▸ Work request:
Repeat each of these records exactly.

==== Given data

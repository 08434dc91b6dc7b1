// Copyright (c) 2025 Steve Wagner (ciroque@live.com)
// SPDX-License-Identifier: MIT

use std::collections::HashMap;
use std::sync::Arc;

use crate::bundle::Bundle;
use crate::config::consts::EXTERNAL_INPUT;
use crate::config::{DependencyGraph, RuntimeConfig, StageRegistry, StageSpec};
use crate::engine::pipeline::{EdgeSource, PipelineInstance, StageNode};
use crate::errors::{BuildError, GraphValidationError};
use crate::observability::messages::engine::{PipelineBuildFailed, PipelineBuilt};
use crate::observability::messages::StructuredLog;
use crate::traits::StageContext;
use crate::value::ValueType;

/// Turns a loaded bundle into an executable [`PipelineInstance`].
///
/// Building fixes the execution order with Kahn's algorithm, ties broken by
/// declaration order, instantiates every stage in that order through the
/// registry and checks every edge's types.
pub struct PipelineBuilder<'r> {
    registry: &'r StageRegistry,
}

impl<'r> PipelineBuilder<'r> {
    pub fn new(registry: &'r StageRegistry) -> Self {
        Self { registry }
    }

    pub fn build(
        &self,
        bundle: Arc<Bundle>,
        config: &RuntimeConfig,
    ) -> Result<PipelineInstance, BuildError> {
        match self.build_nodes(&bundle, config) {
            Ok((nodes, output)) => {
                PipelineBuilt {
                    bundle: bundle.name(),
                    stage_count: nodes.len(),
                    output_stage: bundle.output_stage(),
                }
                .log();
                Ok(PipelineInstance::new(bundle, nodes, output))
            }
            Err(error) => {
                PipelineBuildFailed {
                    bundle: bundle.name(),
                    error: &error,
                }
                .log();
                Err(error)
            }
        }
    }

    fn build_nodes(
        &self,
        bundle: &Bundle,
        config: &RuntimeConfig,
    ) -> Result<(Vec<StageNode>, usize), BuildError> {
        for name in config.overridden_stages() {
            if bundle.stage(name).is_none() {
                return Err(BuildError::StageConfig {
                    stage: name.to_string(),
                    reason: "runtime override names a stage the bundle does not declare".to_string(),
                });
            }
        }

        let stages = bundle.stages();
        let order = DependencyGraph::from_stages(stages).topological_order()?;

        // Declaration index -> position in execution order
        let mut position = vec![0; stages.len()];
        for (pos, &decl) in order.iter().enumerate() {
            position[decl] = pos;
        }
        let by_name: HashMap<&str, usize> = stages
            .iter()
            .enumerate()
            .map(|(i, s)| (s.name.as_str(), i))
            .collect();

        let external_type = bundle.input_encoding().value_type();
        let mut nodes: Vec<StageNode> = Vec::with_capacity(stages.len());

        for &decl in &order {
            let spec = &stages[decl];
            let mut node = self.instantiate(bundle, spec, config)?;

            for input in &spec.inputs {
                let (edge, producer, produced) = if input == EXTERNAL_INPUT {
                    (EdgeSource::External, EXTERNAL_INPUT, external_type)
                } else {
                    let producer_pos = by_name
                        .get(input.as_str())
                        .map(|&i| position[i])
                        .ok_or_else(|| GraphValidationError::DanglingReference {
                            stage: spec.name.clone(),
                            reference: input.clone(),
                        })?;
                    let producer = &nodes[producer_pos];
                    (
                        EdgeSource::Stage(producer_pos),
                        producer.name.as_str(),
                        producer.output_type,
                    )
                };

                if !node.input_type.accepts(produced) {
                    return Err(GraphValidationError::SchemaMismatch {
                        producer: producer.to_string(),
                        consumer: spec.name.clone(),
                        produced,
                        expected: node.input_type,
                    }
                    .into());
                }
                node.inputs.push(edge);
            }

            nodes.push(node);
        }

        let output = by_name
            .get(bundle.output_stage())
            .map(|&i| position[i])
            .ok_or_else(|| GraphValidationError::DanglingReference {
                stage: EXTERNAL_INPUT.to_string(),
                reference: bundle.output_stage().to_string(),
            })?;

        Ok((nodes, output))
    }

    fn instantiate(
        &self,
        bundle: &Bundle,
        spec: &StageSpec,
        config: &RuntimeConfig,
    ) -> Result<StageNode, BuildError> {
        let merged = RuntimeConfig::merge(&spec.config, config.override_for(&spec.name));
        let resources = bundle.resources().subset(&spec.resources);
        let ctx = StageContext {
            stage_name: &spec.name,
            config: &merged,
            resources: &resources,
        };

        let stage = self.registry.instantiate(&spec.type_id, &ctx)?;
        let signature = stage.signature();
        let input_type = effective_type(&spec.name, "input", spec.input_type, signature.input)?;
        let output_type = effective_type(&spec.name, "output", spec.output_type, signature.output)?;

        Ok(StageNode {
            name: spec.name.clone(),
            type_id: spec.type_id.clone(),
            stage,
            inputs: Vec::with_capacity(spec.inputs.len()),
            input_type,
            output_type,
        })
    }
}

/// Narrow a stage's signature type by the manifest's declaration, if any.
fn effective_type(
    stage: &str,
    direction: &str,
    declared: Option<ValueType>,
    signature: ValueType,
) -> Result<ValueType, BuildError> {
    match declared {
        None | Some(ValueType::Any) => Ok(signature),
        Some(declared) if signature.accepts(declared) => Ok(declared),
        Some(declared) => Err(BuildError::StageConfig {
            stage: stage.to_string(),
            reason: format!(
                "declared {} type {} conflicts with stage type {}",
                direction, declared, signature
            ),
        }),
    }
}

========

▸ Solution to this task:
repository 08434dc91b6dc7b1
// Copyright (c) 2025 Steve Wagner (ciroque@live.com)
// SPDX-License-Identifier: MIT

use std::collections::HashMap;
use std::sync::Arc;

use crate::bundle::Bundle;
use crate::config::consts::EXTERNAL_INPUT;
use crate::config::{DependencyGraph, RuntimeConfig, StageRegistry, StageSpec};
use crate::engine::pipeline::{EdgeSource, PipelineInstance, StageNode};
use crate::errors::{BuildError, GraphValidationError};
use crate::observability::messages::engine::{PipelineBuildFailed, PipelineBuilt};
use crate::observability::messages::StructuredLog;
use crate::traits::StageContext;
use crate::value::ValueType;

/// Turns a loaded bundle into an executable [`PipelineInstance`].
///
/// Building fixes the execution order with Kahn's algorithm, ties broken by
/// declaration order, instantiates every stage in that order through the
/// registry and checks every edge's types.
pub struct PipelineBuilder<'r> {
    registry: &'r StageRegistry,
}

impl<'r> PipelineBuilder<'r> {
    pub fn new(registry: &'r StageRegistry) -> Self {
        Self { registry }
    }

    pub fn build(
        &self,
        bundle: Arc<Bundle>,
        config: &RuntimeConfig,
    ) -> Result<PipelineInstance, BuildError> {
        match self.build_nodes(&bundle, config) {
            Ok((nodes, output)) => {
                PipelineBuilt {
                    bundle: bundle.name(),
                    stage_count: nodes.len(),
                    output_stage: bundle.output_stage(),
                }
                .log();
                Ok(PipelineInstance::new(bundle, nodes, output))
            }
            Err(error) => {
                PipelineBuildFailed {
                    bundle: bundle.name(),
                    error: &error,
                }
                .log();
                Err(error)
            }
        }
    }

    fn build_nodes(
        &self,
        bundle: &Bundle,
        config: &RuntimeConfig,
    ) -> Result<(Vec<StageNode>, usize), BuildError> {
        for name in config.overridden_stages() {
            if bundle.stage(name).is_none() {
                return Err(BuildError::StageConfig {
                    stage: name.to_string(),
                    reason: "runtime override names a stage the bundle does not declare".to_string(),
                });
            }
        }

        let stages = bundle.stages();
        let order = DependencyGraph::from_stages(stages).topological_order()?;

        // Declaration index -> position in execution order
        let mut position = vec![0; stages.len()];
        for (pos, &decl) in order.iter().enumerate() {
            position[decl] = pos;
        }
        let by_name: HashMap<&str, usize> = stages
            .iter()
            .enumerate()
            .map(|(i, s)| (s.name.as_str(), i))
            .collect();

        let external_type = bundle.input_encoding().value_type();
        let mut nodes: Vec<StageNode> = Vec::with_capacity(stages.len());

        for &decl in &order {
            let spec = &stages[decl];
            let mut node = self.instantiate(bundle, spec, config)?;

            for input in &spec.inputs {
                let (edge, producer, produced) = if input == EXTERNAL_INPUT {
                    (EdgeSource::External, EXTERNAL_INPUT, external_type)
                } else {
                    let producer_pos = by_name
                        .get(input.as_str())
                        .map(|&i| position[i])
                        .ok_or_else(|| GraphValidationError::DanglingReference {
                            stage: spec.name.clone(),
                            reference: input.clone(),
                        })?;
                    let producer = &nodes[producer_pos];
                    (
                        EdgeSource::Stage(producer_pos),
                        producer.name.as_str(),
                        producer.output_type,
                    )
                };

                if !node.input_type.accepts(produced) {
                    return Err(GraphValidationError::SchemaMismatch {
                        producer: producer.to_string(),
                        consumer: spec.name.clone(),
                        produced,
                        expected: node.input_type,
                    }
                    .into());
                }
                node.inputs.push(edge);
            }

            nodes.push(node);
        }

        let output = by_name
            .get(bundle.output_stage())
            .map(|&i| position[i])
            .ok_or_else(|| GraphValidationError::DanglingReference {
                stage: EXTERNAL_INPUT.to_string(),
                reference: bundle.output_stage().to_string(),
            })?;

        Ok((nodes, output))
    }

    fn instantiate(
        &self,
        bundle: &Bundle,
        spec: &StageSpec,
        config: &RuntimeConfig,
    ) -> Result<StageNode, BuildError> {
        let merged = RuntimeConfig::merge(&spec.config, config.override_for(&spec.name));
        let resources = bundle.resources().subset(&spec.resources);
        let ctx = StageContext {
            stage_name: &spec.name,
            config: &merged,
            resources: &resources,
        };

        let stage = self.registry.instantiate(&spec.type_id, &ctx)?;
        let signature = stage.signature();
        let input_type = effective_type(&spec.name, "input", spec.input_type, signature.input)?;
        let output_type = effective_type(&spec.name, "output", spec.output_type, signature.output)?;

        Ok(StageNode {
            name: spec.name.clone(),
            type_id: spec.type_id.clone(),
            stage,
            inputs: Vec::with_capacity(spec.inputs.len()),
            input_type,
            output_type,
        })
    }
}

/// Narrow a stage's signature type by the manifest's declaration, if any.
fn effective_type(
    stage: &str,
    direction: &str,
    declared: Option<ValueType>,
    signature: ValueType,
) -> Result<ValueType, BuildError> {
    match declared {
        None | Some(ValueType::Any) => Ok(signature),
        Some(declared) if signature.accepts(declared) => Ok(declared),
        Some(declared) => Err(BuildError::StageConfig {
            stage: stage.to_string(),
            reason: format!(
                "declared {} type {} conflicts with stage type {}",
                direction, declared, signature
            ),
        }),
    }
}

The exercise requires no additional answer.